Jonathan Green: Yeah. That's a really good way of phrasing it. So for me, that's, if it's exactly the same idea, if they're like, oh, let's try this on this platform. I'm like, no, I tried exactly that if they have a different spin, I'll try it, but that's a really good point to make sure it's different. One other thing that. Um, have discovered the past few years, there's a huge library of knowledge about how to run business and corporations and all of these books that are really designed for like how to run a business and how to scale. And I've read tons of them. Some that are really popular and run by these really big agencies. And I so discover that a lot of the way they approach business, it doesn't exist anymore. Very rarely . Does someone work for the same company from 22 to 52? It's really changed with most people who work for me, work for me somewhere six months to three years and most of the time they quit because they wanna have a new adventure, not because they're unhappy, they wanna try something new. And that's really like a shift in the culture. And, but a lot of these companies have these, a lot of these books teach these things. And at first I was like, wow, something's wrong with my business? People don't wanna stay here a really long time. And then I talk to everyone. I know it's the same thing. I only have one friend who has people stay with him a long time and he pays three to 10 times more than anyone else in this industry, he pays a huge over, just so people don't leave. And it's very interesting that all of this traditional knowledge that comes from corporate, like a great example, is this book good to great.

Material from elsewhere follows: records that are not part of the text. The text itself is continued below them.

// ===============================
// src/error.rs
// ===============================
use thiserror::Error;

/// Uniform error surfaced by every repository / service call.
///
/// The CLI (and any UI on top of the library) shows `to_string()` and the
/// optional `status()`; local state is left untouched on error.
#[derive(Debug, Error)]
pub enum ApiError {
    /// No connectivity, DNS, TLS or timeout while talking to the backend.
    #[error("network error: {0}")]
    Network(#[source] reqwest::Error),

    /// Backend answered with a 4xx/5xx.
    #[error("http {status}: {message}")]
    Http { status: u16, message: String },

    /// Body could not be decoded into the expected shape.
    #[error("unexpected response: {0}")]
    Parse(String),

    /// Rejected client-side, nothing was sent.
    #[error("invalid request: {0}")]
    Validation(String),

    #[error("no open cash session for store {0}")]
    NoOpenSession(i64),

    #[error("invalid configuration: {0}")]
    Config(String),

    #[error("i/o error: {0}")]
    Io(#[from] std::io::Error),
}

pub type Result<T> = std::result::Result<T, ApiError>;

impl ApiError {
    pub fn status(&self) -> Option<u16> {
        match self {
            ApiError::Http { status, .. } => Some(*status),
            ApiError::Network(e) => e.status().map(|s| s.as_u16()),
            _ => None,
        }
    }

    pub fn is_conflict(&self) -> bool {
        self.status() == Some(409)
    }

    /// Build an `Http` error from a status and the raw response body.
    ///
    /// Backends answer either `{"message": ".."}`, `{"error": ".."}` or plain
    /// text; an empty body falls back to the canonical reason phrase.
    pub fn from_response(status: reqwest::StatusCode, body: &str) -> Self {
        let message = serde_json::from_str::<serde_json::Value>(body)
            .ok()
            .and_then(|v| {
                ["message", "error", "detail"]
                    .iter()
                    .find_map(|k| v.get(*k).and_then(|m| m.as_str()).map(str::to_string))
            })
            .or_else(|| {
                let trimmed = body.trim();
                (!trimmed.is_empty()).then(|| trimmed.to_string())
            })
            .unwrap_or_else(|| {
                status
                    .canonical_reason()
                    .unwrap_or("request failed")
                    .to_string()
            });
        ApiError::Http {
            status: status.as_u16(),
            message,
        }
    }
}

impl From<serde_json::Error> for ApiError {
    fn from(e: serde_json::Error) -> Self {
        ApiError::Parse(e.to_string())
    }
}

impl From<validator::ValidationErrors> for ApiError {
    fn from(e: validator::ValidationErrors) -> Self {
        ApiError::Validation(e.to_string())
    }
}

impl From<url::ParseError> for ApiError {
    fn from(e: url::ParseError) -> Self {
        ApiError::Config(format!("bad url: {e}"))
    }
}

#[cfg(test)]
mod tests {
    use super::*;
    use reqwest::StatusCode;

    #[test]
    fn message_is_taken_from_json_body() {
        let e = ApiError::from_response(
            StatusCode::CONFLICT,
            r#"{"message":"cashbox already open for store 1"}"#,
        );
        assert_eq!(e.status(), Some(409));
        assert!(e.is_conflict());
        assert_eq!(e.to_string(), "http 409: cashbox already open for store 1");
    }

    #[test]
    fn error_field_and_plain_text_bodies() {
        let e = ApiError::from_response(StatusCode::BAD_REQUEST, r#"{"error":"bad amount"}"#);
        assert_eq!(e.to_string(), "http 400: bad amount");

        let e = ApiError::from_response(StatusCode::BAD_GATEWAY, "upstream down\n");
        assert_eq!(e.to_string(), "http 502: upstream down");
    }

    #[test]
    fn empty_body_uses_reason_phrase() {
        let e = ApiError::from_response(StatusCode::NOT_FOUND, "");
        assert_eq!(e.to_string(), "http 404: Not Found");
    }

    #[test]
    fn client_side_errors_have_no_status() {
        assert_eq!(ApiError::Validation("x".into()).status(), None);
        assert_eq!(ApiError::NoOpenSession(3).status(), None);
        assert_eq!(
            ApiError::NoOpenSession(3).to_string(),
            "no open cash session for store 3"
        );
    }
}
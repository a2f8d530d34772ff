// ===============================
// src/main.rs
// ===============================
/*
 # pakai backend lokal
 API_BASE_URL=http://localhost:8080 pos-client login -u admin -p secret
 pos-client use-store 1
 pos-client cashbox open --amount 100
 pos-client cashbox move --direction in --amount 50 --category manual
 pos-client cashbox current
 pos-client cashbox close --count 100x1 --count 10x3

 # tanpa backend (in-memory)
 pos-client --mock cashbox demo
*/
/*
=============================================================================
Project : pos_client — async REST client & CLI for a point-of-sale backend
Module  : main.rs
Version : 0.1.0
License : MIT (see LICENSE)

Summary : Typed client for the POS REST API (auth, catalog CRUD, cash
          register sessions, sales, purchases, WhatsApp carts, presigned
          image upload), local preferences, JSONL cash journal and
          Prometheus request metrics.
=============================================================================
*/
use std::path::PathBuf;
use std::process::ExitCode;
use std::sync::Arc;

use chrono::NaiveDate;
use clap::{Parser, Subcommand, ValueEnum};
use rust_decimal::Decimal;
use serde::{de::DeserializeOwned, Serialize};
use serde_json::Value;
use tokio::sync::mpsc;
use tracing::{error, info, warn};
use tracing_subscriber::EnvFilter;
use validator::Validate;

use pos_client::auth::{AuthService, LoginRequest};
use pos_client::cashbox_mock::MockCashbox;
use pos_client::cashbox_remote::RemoteCashbox;
use pos_client::config::{self, BackendMode, Settings};
use pos_client::crud::{self, Repository};
use pos_client::domain::{
    CashCountLine, CashMovementRequest, Direction, Event, SessionQuery, SessionStatus,
};
use pos_client::orders::{
    CartQuery, CartStatus, CartsRepository, PaymentMethod, PurchaseRequest, PurchasesRepository,
    SaleRequest, SalesRepository,
};
use pos_client::prefs::{self, Prefs};
use pos_client::upload::ImageUploader;
use pos_client::{metrics, recorder, ApiClient, ApiError, CashRegister, CashboxBackend, CloseCashbox, Result};

#[derive(Parser, Debug)]
#[command(name = "pos-client", version, about = "Point-of-sale back-office client")]
struct Cli {
    /// Backend base url (default: API_BASE_URL or http://localhost:8080)
    #[arg(long, global = true)]
    base_url: Option<String>,

    /// Use the in-memory cash register backend
    #[arg(long, global = true)]
    mock: bool,

    /// Store to act on (default: selected store in prefs, then STORE_ID)
    #[arg(long, global = true)]
    store: Option<i64>,

    /// Dump Prometheus metrics to stderr on exit
    #[arg(long, global = true)]
    print_metrics: bool,

    #[command(subcommand)]
    cmd: Command,
}

#[derive(Subcommand, Debug)]
enum Command {
    Login {
        #[arg(short, long)]
        username: String,
        #[arg(short, long)]
        password: String,
    },
    Logout,
    /// Remember the store used by later commands
    UseStore { store_id: i64 },
    #[command(subcommand)]
    Cashbox(CashCmd),
    Catalog {
        #[arg(value_enum)]
        entity: Entity,
        #[command(subcommand)]
        action: CrudAction,
    },
    #[command(subcommand)]
    Sales(OrderCmd),
    #[command(subcommand)]
    Purchases(OrderCmd),
    #[command(subcommand)]
    Carts(CartCmd),
    /// Upload an image through a presigned url and print its key
    Upload {
        #[arg(long, default_value = "products")]
        folder: String,
        file: PathBuf,
    },
}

Everyone says, oh, it's such a great example of what great companies do. And it's like, all of those companies are down. I think at least two of them went bankrupt. Fannie Mae and circuit city are gone, right? Like circuit city. Now it's just a Twitter account that someone took over. But we read these books that have things that didn't work any that don't work anymore because I think the way people approach life and business and the way we've shifted from valuing things to valuing experiences, at least the younger generations have a lot of that mindset. So how can someone, um, find knowledge that's still relevant? 

LorraineBall: So I think some of the most relevant information, and I did read, I mean, I did read some of the books. I do have a, you know, a classic marketing degree, but the most relevant information that I got as a business owner is when I joined good mastermind groups. When I spent time with other business owners who were either about the same size as I was, or maybe just a little bit bigger because learning being able to, to throw out a question and say, okay, I'm thinking about buying a building, anybody here bought a building. Okay. What should I consider? What are, you know, what's good. What's bad. What do I do? I'm thinking about hiring another person. I'm thinking about hiring somebody who works, you know, remotely now today, of course, that's, you know, like a thing, but 20 years ago, that was a very strange idea. So having those conversations. Not, I mean, I'm not discounting the books. There are interesting themes in books, like good to great.

Um, some of them still apply though. The examples are gone and, and part of it is, um, think about a beautiful race car. You know, or just a, a really expensive automobile and it will work for a period. I mean, it will work for a period of time and that period of time might be 10. It might be 20 years if you really take care of it. But there's a moment that, that elegant vehicle just won't cut it anymore. And you have to change the engine. You have to reconfigure it or you just park it in a garage and it's not that it wasn't brilliant. and it still kind of works, but it needs to be adapted. And I think that's really what's happening with a lot of those, um, books that use big companies. And as an example, but also I'm gonna say, if you are running a company with five, 10 people. don't look at model. Don't look at Coca-Cola. That's not your model. Maybe look at one department in Coca-Cola look at a skunkworks project within a corporation, but don't look at the corporation cuz that's not your world.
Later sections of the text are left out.